[[ Records, beginning ]]
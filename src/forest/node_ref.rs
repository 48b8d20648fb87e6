use core::iter::FusedIterator;
use crate::traversal::{algorithms, ChildCursor, DepthFirst, BreadthFirst};
use super::{Forest, NodeId};

/// A reference to a node in a forest.
///
/// Since this type does not point to the node directly, but rather the forest the node is in and the handle of the node, it can be used to walk the tree the node belongs to.
#[derive(Debug)]
pub struct NodeRef<'a, P> {
    pub(super) forest: &'a Forest<P>,
    pub(super) id: NodeId,
}
impl<'a, P> NodeRef<'a, P> {
    #[inline(always)]
    pub(super) fn new(forest: &'a Forest<P>, id: NodeId) -> Self {
        Self { forest, id }
    }
    /// Returns the handle of the node.
    #[inline(always)]
    pub fn id(&self) -> NodeId {
        self.id
    }
    /// Returns the forest the node is stored in.
    #[inline(always)]
    pub fn forest(&self) -> &'a Forest<P> {
        self.forest
    }
    /// Returns a reference to the parent node of the pointee, or `None` if it's a root node.
    pub fn parent(&self) -> Option<Self> {
        self.link(self.forest.raw(self.id).parent)
    }
    /// Returns a reference to the first child of the node, or `None` if it's a leaf node.
    pub fn first_child(&self) -> Option<Self> {
        self.link(self.forest.raw(self.id).first_child)
    }
    /// Returns a reference to the last child of the node, or `None` if it's a leaf node.
    pub fn last_child(&self) -> Option<Self> {
        self.link(self.forest.raw(self.id).last_child)
    }
    /// Returns a reference to the sibling of the pointee which comes before it in order, or `None` if it's the first child of its parent.
    pub fn prev_sibling(&self) -> Option<Self> {
        self.link(self.forest.raw(self.id).prev_sibling)
    }
    /// Returns a reference to the sibling of the pointee which comes after it in order, or `None` if it's the last child of its parent.
    pub fn next_sibling(&self) -> Option<Self> {
        self.link(self.forest.raw(self.id).next_sibling)
    }
    /// Returns `true` if the node does not have a parent, `false` otherwise.
    pub fn is_root(&self) -> bool {
        self.forest.raw(self.id).parent.is_none()
    }
    /// Returns `true` if the node is a *leaf*, i.e. does not have child nodes; `false` otherwise.
    pub fn is_leaf(&self) -> bool {
        self.forest.raw(self.id).first_child.is_none()
    }
    /// Returns `true` if the node has exactly one child, `false` otherwise.
    pub fn is_singleton(&self) -> bool {
        let node = self.forest.raw(self.id);
        node.first_child.is_some() && node.first_child == node.last_child
    }
    /// Returns a reference to the data stored in the node.
    pub fn value(&self) -> &'a P {
        &self.forest.raw(self.id).data
    }

    /// Returns an iterator over references to the children of the node. Yields nothing for leaf nodes.
    pub fn children(&self) -> NodeChildrenIter<'a, P> {
        NodeChildrenIter(self.child_cursor())
    }
    /// Returns an iterator over references to the other children of the node's parent, in order. Yields nothing for root nodes.
    pub fn siblings(&self) -> impl Iterator<Item = NodeRef<'a, P>> + 'a
    where
        P: 'a,
    {
        let id = self.id;
        self.parent()
            .into_iter()
            .flat_map(|parent| parent.children())
            .filter(move |sibling| sibling.id != id)
    }
    /// Returns a pull-style cursor over the handles of the children of the node.
    pub fn child_cursor(&self) -> ChildCursor<'a, Forest<P>> {
        ChildCursor::new(self.forest, self.id)
    }
    /// Returns a depth-first iterator over the subtree rooted at the node, with depths relative to it.
    pub fn depth_first(&self) -> DepthFirst<'a, Forest<P>> {
        DepthFirst::new(self.forest, self.id)
    }
    /// Returns a breadth-first iterator over the subtree rooted at the node, with depths relative to it.
    pub fn breadth_first(&self) -> BreadthFirst<'a, Forest<P>> {
        BreadthFirst::new(self.forest, self.id)
    }

    /// Returns the handles of the ancestors of the node, starting from the root. Does not include the node itself.
    ///
    /// This walks the entire path to the root, so the result should be cached by the caller if it's needed more than once.
    pub fn ancestors(&self) -> Vec<NodeId> {
        algorithms::ancestors(self.forest, &self.id)
    }
    /// Returns the leaves of the subtree rooted at the node, in depth-first order.
    ///
    /// This visits the entire subtree.
    pub fn leaves(&self) -> Vec<NodeId> {
        algorithms::leaves(self.forest, &self.id)
    }
    /// Returns the number of nodes in the subtree rooted at the node, including itself.
    ///
    /// This visits the entire subtree.
    pub fn size(&self) -> usize {
        algorithms::size(self.forest, &self.id)
    }
    /// Returns the number of ancestors of the node.
    pub fn depth(&self) -> usize {
        algorithms::depth(self.forest, &self.id)
    }
    /// Returns `true` if `target` is a strict ancestor of the node.
    pub fn is_child_of(&self, target: NodeId) -> bool {
        algorithms::is_child_of(self.forest, &self.id, &target)
    }

    fn link(&self, id: Option<NodeId>) -> Option<Self> {
        id.map(|id| Self::new(self.forest, id))
    }
}
impl<P> Copy for NodeRef<'_, P> {}
impl<P> Clone for NodeRef<'_, P> {
    #[inline(always)]
    fn clone(&self) -> Self {
        *self
    }
}
impl<P> PartialEq for NodeRef<'_, P> {
    /// Node references are equal if they point to the same node of the same forest.
    #[inline]
    fn eq(&self, other: &Self) -> bool {
        core::ptr::eq(self.forest, other.forest) && self.id == other.id
    }
}
impl<P> Eq for NodeRef<'_, P> {}

/// An iterator over references to the children of a node.
#[derive(Debug)]
pub struct NodeChildrenIter<'a, P>(ChildCursor<'a, Forest<P>>);
impl<'a, P> Iterator for NodeChildrenIter<'a, P> {
    type Item = NodeRef<'a, P>;
    #[inline]
    fn next(&mut self) -> Option<Self::Item> {
        let forest = self.0.traversable();
        self.0.consume().map(|id| NodeRef::new(forest, id))
    }
}
impl<P> FusedIterator for NodeChildrenIter<'_, P> {}
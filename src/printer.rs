//! Rendering trees as indented text.
//!
//! ```rust
//! use bough::forest::Forest;
//!
//! let mut forest = Forest::new();
//! let root = forest.add(1);
//! forest.node_mut(root).push_child(2);
//! let three = forest.node_mut(root).push_child(3);
//! forest.node_mut(three).push_child(4);
//! forest.node_mut(three).push_child(5);
//!
//! assert_eq!(
//!     forest.pretty_print(root).to_string(),
//!     "\
//! 1
//! |-- 2
//! `-- 3
//!     |-- 4
//!     `-- 5",
//! );
//! ```

use core::fmt::{self, Formatter, Display, Write};
use hashbrown::HashSet;
use crate::{
    forest::{Forest, NodeId},
    util::Stack,
};

/// The set of characters used to draw the edges of the tree.
#[derive(Copy, Clone, Debug, PartialEq, Eq, Hash)]
pub enum Style {
    /// `|--`, `` `-- `` and `|`.
    Ascii,
    /// Box-drawing characters: `├──`, `└──` and `│`.
    Unicode,
}
impl Style {
    const fn connector(self, is_last: bool) -> &'static str {
        match (self, is_last) {
            (Self::Ascii, false) => "|-- ",
            (Self::Ascii, true) => "`-- ",
            (Self::Unicode, false) => "├── ",
            (Self::Unicode, true) => "└── ",
        }
    }
    const fn indent(self, is_last: bool) -> &'static str {
        match (self, is_last) {
            (_, true) => "    ",
            (Self::Ascii, false) => "|   ",
            (Self::Unicode, false) => "│   ",
        }
    }
}
impl Default for Style {
    #[inline]
    fn default() -> Self {
        Self::Ascii
    }
}

/// A displayable rendering of the subtree rooted at a node, one node per line.
///
/// Created by [`Forest::pretty_print`]. A node which is reached a second time is printed as `<cycle>` and not descended into.
///
/// [`Forest::pretty_print`]: ../forest/struct.Forest.html#method.pretty_print " "
#[derive(Debug)]
pub struct PrettyPrint<'a, P> {
    forest: &'a Forest<P>,
    root: NodeId,
    style: Style,
}
impl<P> Copy for PrettyPrint<'_, P> {}
impl<P> Clone for PrettyPrint<'_, P> {
    #[inline(always)]
    fn clone(&self) -> Self {
        *self
    }
}
impl<'a, P> PrettyPrint<'a, P> {
    /// Selects the characters used to draw edges.
    #[inline(always)]
    pub fn style(self, style: Style) -> Self {
        Self { style, ..self }
    }
}
impl<P: Display> Display for PrettyPrint<'_, P> {
    fn fmt(&self, f: &mut Formatter<'_>) -> fmt::Result {
        write!(f, "{}", self.forest.value(self.root))?;
        let mut seen = HashSet::new();
        seen.insert(self.root);
        // (node, prefix, is_last)
        let mut stack = Stack::<(NodeId, String, bool)>::new();
        push_children(self.forest, self.root, "", &mut stack);
        while let Some((node, prefix, is_last)) = stack.pop() {
            f.write_char('\n')?;
            f.write_str(&prefix)?;
            f.write_str(self.style.connector(is_last))?;
            if !seen.insert(node) {
                f.write_str("<cycle>")?;
                continue;
            }
            write!(f, "{}", self.forest.value(node))?;
            let prefix = prefix + self.style.indent(is_last);
            push_children(self.forest, node, &prefix, &mut stack);
        }
        Ok(())
    }
}

fn push_children<P>(forest: &Forest<P>, node: NodeId, prefix: &str, stack: &mut Stack<(NodeId, String, bool)>) {
    let mut child = forest.node(node).last_child();
    let mut is_last = true;
    while let Some(current) = child {
        stack.push((current.id(), prefix.to_owned(), is_last));
        is_last = false;
        child = current.prev_sibling();
    }
}

impl<P> Forest<P> {
    /// Returns a value which renders the subtree rooted at the specified node when displayed.
    ///
    /// See the [`printer`] module for an example.
    ///
    /// [`printer`]: ../printer/index.html " "
    #[inline]
    pub fn pretty_print(&self, root: NodeId) -> PrettyPrint<'_, P> {
        PrettyPrint {
            forest: self,
            root,
            style: Style::default(),
        }
    }
}

#[cfg(test)]
mod tests {
    use super::*;
    use crate::builder::Builder;
    use pretty_assertions::assert_eq;

    fn sample(forest: &mut Forest<u32>) -> NodeId {
        let mut builder = Builder::new(|value: &u32, _: &mut ()| {
            Ok::<_, ()>(match value {
                1 => vec![2, 3],
                2 => vec![6],
                3 => vec![4, 5],
                _ => Vec::new(),
            })
        });
        builder.build(forest, 1, ()).unwrap().root().unwrap()
    }

    #[test]
    fn ascii() {
        let mut forest = Forest::new();
        let root = sample(&mut forest);
        assert_eq!(
            forest.pretty_print(root).to_string(),
            "\
1
|-- 2
|   `-- 6
`-- 3
    |-- 4
    `-- 5",
        );
    }

    #[test]
    fn unicode() {
        let mut forest = Forest::new();
        let root = sample(&mut forest);
        assert_eq!(
            forest.pretty_print(root).style(Style::Unicode).to_string(),
            "\
1
├── 2
│   └── 6
└── 3
    ├── 4
    └── 5",
        );
    }

    #[test]
    fn lone_node() {
        let mut forest = Forest::new();
        let root = forest.add("alone");
        assert_eq!(forest.pretty_print(root).to_string(), "alone");
    }

    #[test]
    fn subtree_only() {
        let mut forest = Forest::new();
        let root = sample(&mut forest);
        let three = forest.node(root).last_child().unwrap().id();
        assert_eq!(forest.pretty_print(three).to_string(), "3\n|-- 4\n`-- 5");
    }
}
[[ Records, end ]]
Whenever a line in the data holds "core", copy that line.

use core::iter::FusedIterator;
        core::ptr::eq(self.forest, other.forest) && self.id == other.id
use core::fmt::{self, Formatter, Display, Write};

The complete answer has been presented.